# Problem to work on
Reproduce, exactly as they appear, the line containing "Ok(String::new())" and every line after it, ending with the last line of the records.

# Provided data
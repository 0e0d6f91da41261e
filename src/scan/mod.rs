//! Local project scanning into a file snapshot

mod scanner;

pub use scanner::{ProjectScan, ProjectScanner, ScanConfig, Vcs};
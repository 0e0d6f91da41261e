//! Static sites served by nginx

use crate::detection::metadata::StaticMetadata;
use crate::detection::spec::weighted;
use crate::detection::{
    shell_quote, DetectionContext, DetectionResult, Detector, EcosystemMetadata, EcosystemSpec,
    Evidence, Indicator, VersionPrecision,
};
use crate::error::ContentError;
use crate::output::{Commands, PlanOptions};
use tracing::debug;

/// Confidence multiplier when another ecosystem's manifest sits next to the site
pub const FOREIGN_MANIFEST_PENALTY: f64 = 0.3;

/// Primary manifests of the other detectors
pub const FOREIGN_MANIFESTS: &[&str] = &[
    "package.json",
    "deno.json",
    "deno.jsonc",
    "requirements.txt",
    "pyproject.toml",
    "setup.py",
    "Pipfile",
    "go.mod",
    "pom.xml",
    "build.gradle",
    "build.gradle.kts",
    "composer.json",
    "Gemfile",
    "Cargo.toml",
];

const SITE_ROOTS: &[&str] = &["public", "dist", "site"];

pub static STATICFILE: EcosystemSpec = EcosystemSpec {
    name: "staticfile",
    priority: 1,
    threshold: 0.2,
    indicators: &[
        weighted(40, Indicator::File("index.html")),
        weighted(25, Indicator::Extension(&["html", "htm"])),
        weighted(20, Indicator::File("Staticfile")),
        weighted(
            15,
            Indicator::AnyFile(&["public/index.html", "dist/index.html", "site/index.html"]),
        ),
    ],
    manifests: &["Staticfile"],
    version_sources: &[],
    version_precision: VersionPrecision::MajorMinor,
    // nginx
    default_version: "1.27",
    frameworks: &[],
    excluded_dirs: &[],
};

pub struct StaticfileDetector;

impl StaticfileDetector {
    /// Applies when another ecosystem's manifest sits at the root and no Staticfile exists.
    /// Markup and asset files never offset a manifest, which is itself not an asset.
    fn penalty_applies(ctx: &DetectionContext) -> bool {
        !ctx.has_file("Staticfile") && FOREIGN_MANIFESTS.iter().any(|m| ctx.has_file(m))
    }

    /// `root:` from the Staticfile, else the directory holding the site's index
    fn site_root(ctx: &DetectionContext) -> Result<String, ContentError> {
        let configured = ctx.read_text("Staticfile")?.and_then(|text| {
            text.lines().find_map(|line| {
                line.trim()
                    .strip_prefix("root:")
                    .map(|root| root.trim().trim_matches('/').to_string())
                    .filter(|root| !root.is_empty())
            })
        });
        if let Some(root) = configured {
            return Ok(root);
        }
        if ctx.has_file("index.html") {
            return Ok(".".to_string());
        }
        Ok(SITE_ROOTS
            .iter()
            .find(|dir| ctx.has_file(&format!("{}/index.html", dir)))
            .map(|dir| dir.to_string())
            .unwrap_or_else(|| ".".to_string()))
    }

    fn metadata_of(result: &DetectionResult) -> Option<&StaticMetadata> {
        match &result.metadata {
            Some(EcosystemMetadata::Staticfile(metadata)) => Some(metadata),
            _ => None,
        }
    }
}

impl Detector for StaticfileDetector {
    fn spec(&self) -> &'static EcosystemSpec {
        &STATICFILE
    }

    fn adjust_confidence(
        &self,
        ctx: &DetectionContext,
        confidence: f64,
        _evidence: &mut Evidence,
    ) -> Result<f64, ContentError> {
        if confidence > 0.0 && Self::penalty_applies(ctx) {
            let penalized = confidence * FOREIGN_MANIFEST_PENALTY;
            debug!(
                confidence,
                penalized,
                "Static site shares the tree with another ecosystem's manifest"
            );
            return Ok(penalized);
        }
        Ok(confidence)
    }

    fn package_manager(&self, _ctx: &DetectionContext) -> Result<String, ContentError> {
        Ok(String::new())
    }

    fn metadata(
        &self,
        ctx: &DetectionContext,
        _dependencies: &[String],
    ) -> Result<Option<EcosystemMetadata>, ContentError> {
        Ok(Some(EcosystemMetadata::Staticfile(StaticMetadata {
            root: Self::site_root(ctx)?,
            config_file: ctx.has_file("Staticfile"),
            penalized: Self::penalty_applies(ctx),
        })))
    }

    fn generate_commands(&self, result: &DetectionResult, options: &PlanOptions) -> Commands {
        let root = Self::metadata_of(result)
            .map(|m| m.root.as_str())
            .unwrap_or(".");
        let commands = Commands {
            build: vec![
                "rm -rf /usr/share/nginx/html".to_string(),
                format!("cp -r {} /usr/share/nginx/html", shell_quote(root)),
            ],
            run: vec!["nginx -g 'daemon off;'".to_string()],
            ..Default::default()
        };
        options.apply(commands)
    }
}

# Task response
        Ok(String::new())
    }

    fn metadata(
        &self,
        ctx: &DetectionContext,
        _dependencies: &[String],
    ) -> Result<Option<EcosystemMetadata>, ContentError> {
        Ok(Some(EcosystemMetadata::Staticfile(StaticMetadata {
            root: Self::site_root(ctx)?,
            config_file: ctx.has_file("Staticfile"),
            penalized: Self::penalty_applies(ctx),
        })))
    }

    fn generate_commands(&self, result: &DetectionResult, options: &PlanOptions) -> Commands {
        let root = Self::metadata_of(result)
            .map(|m| m.root.as_str())
            .unwrap_or(".");
        let commands = Commands {
            build: vec![
                "rm -rf /usr/share/nginx/html".to_string(),
                format!("cp -r {} /usr/share/nginx/html", shell_quote(root)),
            ],
            run: vec!["nginx -g 'daemon off;'".to_string()],
            ..Default::default()
        };
        options.apply(commands)
    }
}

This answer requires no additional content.